CFA’s memo addresses eight policy areas and includes over 20 recommendations that can be implemented to provide relief for American consumers and their families.
Banking and Credit
- Prohibit negative credit reporting. No one should see their credit record harmed as a result of the pandemic. A temporary moratorium on all negative credit reporting related to payments missed during the crisis is drastically needed, as well as longer protections upon request for people who face lasting financial hardship from the outbreak.
- Halt all debt collection activity. Debt collectors should not be allowed to start new lawsuits, and pending cases should be stayed. All new and existing garnishments, setoffs, car repossessions, utility shutoffs, and evictions should be stopped, and all requests to stop automatic payments should be promptly honored.
- Prevent accrual of additional fees and interest. No late fees, default interest, or compounding interest should accrue for any debt until the pandemic eases significantly and normal employment patterns resume. Banks should stop charging overdraft and nonsufficient funds fees.
- Prevent predatory lending by capping interest rates on new loans at 36%. Interest rates on any new credit extended during the emergency should be capped, and there should be clear and enforceable prohibitions against predatory lenders and other profiteers taking advantage of people during a health crisis and severe economic stress.

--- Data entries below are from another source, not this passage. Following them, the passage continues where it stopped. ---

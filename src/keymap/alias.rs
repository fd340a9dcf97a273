//!
//! alias.rs
//!
//! Corrections for documented codes that disagree with what the hardware
//! actually produces.
//!
//! Corrections are pure data. Only verified ones change output; unverified
//! ones are kept so diagnostics can report them.
//!

use alloc::vec::Vec;

use hashbrown::HashMap;

use crate::{
	error::KeymapError,
	keymap::{
		definition::{AliasRow, AliasTarget},
		key::{ModifierState, OutputCode, RawScanCode},
		layout::Overlays,
		scancode::{Lookup, ScanTable}
	},
	log_info,
	log_warn
};

#[derive(Debug, Clone, Copy, PartialEq, Eq)]
pub enum AliasStatus {
	/// Confirmed on hardware; applied automatically.
	Verified,
	/// Suspected only; never changes output.
	Unverified
}

#[derive(Debug, Clone, Copy, PartialEq, Eq)]
pub struct AliasCorrection {
	pub raw: RawScanCode,
	pub modifier: ModifierState,
	/// The code the documentation gives for this key.
	pub documented: OutputCode,
	/// The code the hardware is observed to produce.
	pub corrected: OutputCode,
	pub status: AliasStatus
}

impl AliasCorrection {
	pub const fn is_verified(&self) -> bool {
		matches!(self.status, AliasStatus::Verified)
	}
}

#[derive(Debug, Default)]
pub struct AliasResolver {
	corrections: HashMap<(RawScanCode, ModifierState), AliasCorrection>
}

impl AliasResolver {
	/// Expands alias rows into per-(raw, modifier) corrections and checks
	/// each one against the overlay it corrects.
	pub fn build(rows: &[AliasRow], scan: &ScanTable, overlays: &Overlays) -> Result<Self, KeymapError> {
		let mut corrections = HashMap::new();

		for row in rows {
			let targets: Vec<RawScanCode> = match row.target {
				AliasTarget::Raw(raw) => vec![raw],
				AliasTarget::Key(key) => {
					let fold_case = row.modifier != ModifierState::Unshifted;
					let raws: Vec<_> = scan.raw_codes_for(key, fold_case).collect();
					if raws.is_empty() {
						return Err(KeymapError::UnreachableEntry {
							modifier: row.modifier,
							key
						});
					}
					raws
				}
			};

			for raw in targets {
				let key = match scan.lookup(raw) {
					Lookup::Key(key) => key,
					Lookup::Ambiguous(_) | Lookup::Unknown => {
						return Err(KeymapError::UnresolvableAlias {
							raw,
							modifier: row.modifier
						});
					}
				};
				let actual = overlays.mapping(row.modifier, raw, key).and_then(|m| m.code());
				if actual != Some(row.documented) {
					return Err(KeymapError::AliasMismatch {
						modifier: row.modifier,
						key,
						documented: row.documented,
						actual
					});
				}

				let correction = AliasCorrection {
					raw,
					modifier: row.modifier,
					documented: row.documented,
					corrected: row.corrected,
					status: row.status
				};
				if corrections.insert((raw, row.modifier), correction).is_some() {
					return Err(KeymapError::ConflictingAlias {
						raw,
						modifier: row.modifier
					});
				}
				if !correction.is_verified() {
					log_info!(
						"keymap: unverified alias {} {} ({}): {} may really be {}",
						row.modifier,
						key,
						raw,
						row.documented,
						row.corrected
					);
				}
			}
		}

		Ok(Self {
			corrections
		})
	}

	/// The correction registered for this exact pair, verified or not.
	pub fn correction(&self, raw: RawScanCode, modifier: ModifierState) -> Option<&AliasCorrection> {
		self.corrections.get(&(raw, modifier))
	}

	/// Returns the verified correction that applies to `candidate`, if any.
	///
	/// A correction only applies when the candidate is the byte it was
	/// written against.
	pub fn apply(
		&self,
		raw: RawScanCode,
		modifier: ModifierState,
		candidate: OutputCode
	) -> Option<&AliasCorrection> {
		let correction = self.correction(raw, modifier).filter(|c| c.is_verified())?;
		if correction.documented != candidate {
			log_warn!(
				"alias: {} {} documents {} but candidate is {}; not applied",
				modifier,
				raw,
				correction.documented,
				candidate
			);
			return None;
		}
		Some(correction)
	}

	/// Final code for `candidate` after verified corrections.
	pub fn resolve(&self, raw: RawScanCode, modifier: ModifierState, candidate: OutputCode) -> OutputCode {
		self.apply(raw, modifier, candidate)
			.map_or(candidate, |c| c.corrected)
	}

	/// All corrections, ordered by modifier then raw code.
	pub fn corrections(&self) -> Vec<&AliasCorrection> {
		let mut all: Vec<_> = self.corrections.values().collect();
		all.sort_by_key(|c| (c.modifier, c.raw));
		all
	}

	/// Corrections kept only as diagnostic metadata.
	pub fn unverified(&self) -> Vec<&AliasCorrection> {
		let mut all = self.corrections();
		all.retain(|c| !c.is_verified());
		all
	}

	pub fn len(&self) -> usize {
		self.corrections.len()
	}

	pub fn is_empty(&self) -> bool {
		self.corrections.is_empty()
	}
}

#[cfg(test)]
mod tests {
	use super::*;
	use crate::keymap::{Keymap, definition::KeymapDefinition};

	fn raw(byte: u8) -> RawScanCode {
		RawScanCode::new(byte).unwrap()
	}

	#[test]
	fn key_aliases_expand_to_both_cases() {
		let keymap = Keymap::builtin().unwrap();
		let aliases = keymap.aliases();
		assert_eq!(aliases.len(), 6);
		for byte in [b'S', b's'] {
			let correction = aliases.correction(raw(byte), ModifierState::Ctrl).unwrap();
			assert_eq!(correction.documented, OutputCode(0x13));
			assert_eq!(correction.corrected, OutputCode(0x0D));
			assert!(correction.is_verified());
		}
		assert_eq!(aliases.unverified().len(), 4);
	}

	#[test]
	fn only_verified_corrections_change_output() {
		let keymap = Keymap::builtin().unwrap();
		let aliases = keymap.aliases();
		let ctrl = ModifierState::Ctrl;
		assert_eq!(aliases.resolve(raw(b'S'), ctrl, OutputCode(0x13)), OutputCode(0x0D));
		assert_eq!(aliases.resolve(raw(b'G'), ctrl, OutputCode(0x07)), OutputCode(0x07));
		assert_eq!(aliases.resolve(raw(b'K'), ctrl, OutputCode(0x0B)), OutputCode(0x0B));
		// stale candidate
		assert_eq!(aliases.resolve(raw(b'S'), ctrl, OutputCode(0x55)), OutputCode(0x55));
		assert_eq!(aliases.resolve(raw(b'S'), ModifierState::Unshifted, OutputCode(b'S')), OutputCode(b'S'));
	}

	#[test]
	fn alias_must_match_overlay() {
		let mut def = KeymapDefinition::builtin().unwrap();
		def.aliases[2].documented = OutputCode(0x14);
		assert_eq!(
			Keymap::from_definition(&def).unwrap_err(),
			KeymapError::AliasMismatch {
				modifier: ModifierState::Ctrl,
				key: crate::keymap::key::SemanticKey::Char(b'S'),
				documented: OutputCode(0x14),
				actual: Some(OutputCode(0x13))
			}
		);
	}

	#[test]
	fn duplicate_alias_pairs_are_rejected() {
		let mut def = KeymapDefinition::builtin().unwrap();
		let mut row = def.aliases[2].clone();
		row.target = AliasTarget::Raw(raw(b's'));
		def.aliases.push(row);
		assert_eq!(
			Keymap::from_definition(&def).unwrap_err(),
			KeymapError::ConflictingAlias {
				raw: raw(b's'),
				modifier: ModifierState::Ctrl
			}
		);
	}
}
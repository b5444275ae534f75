pub mod config;
pub mod error;

pub use config::{AppConfig, DatabaseConfig, FeedConfig, MediaConfig};
pub use error::{AppError, Result};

- Require credit reports to be provided in Spanish and other languages used by consumers who are Limited English Proficient (LEP). Although CFA appreciates the credit reporting bureaus providing free, weekly credit reports during the pandemic, many LEP consumers are unable to access their credit reports, or are significantly hampered in doing so, because credit reports are not provided in the language in which they are proficient.
Housing
- Require payment forbearance and flexible repayment options for all types of payment obligations, whether mortgages are federally guaranteed or not. Mortgage companies, landlords, banks, auto lenders, and other creditors should be required to provide forbearances on payments for the duration of the crisis, and for a period after to allow folks to get back on their feet.
- Establish a national emergency declaration related to the COVID-19 pandemic that specifically includes eviction moratoriums and rental assistance for landlords and tenants as components of the disaster relief granted.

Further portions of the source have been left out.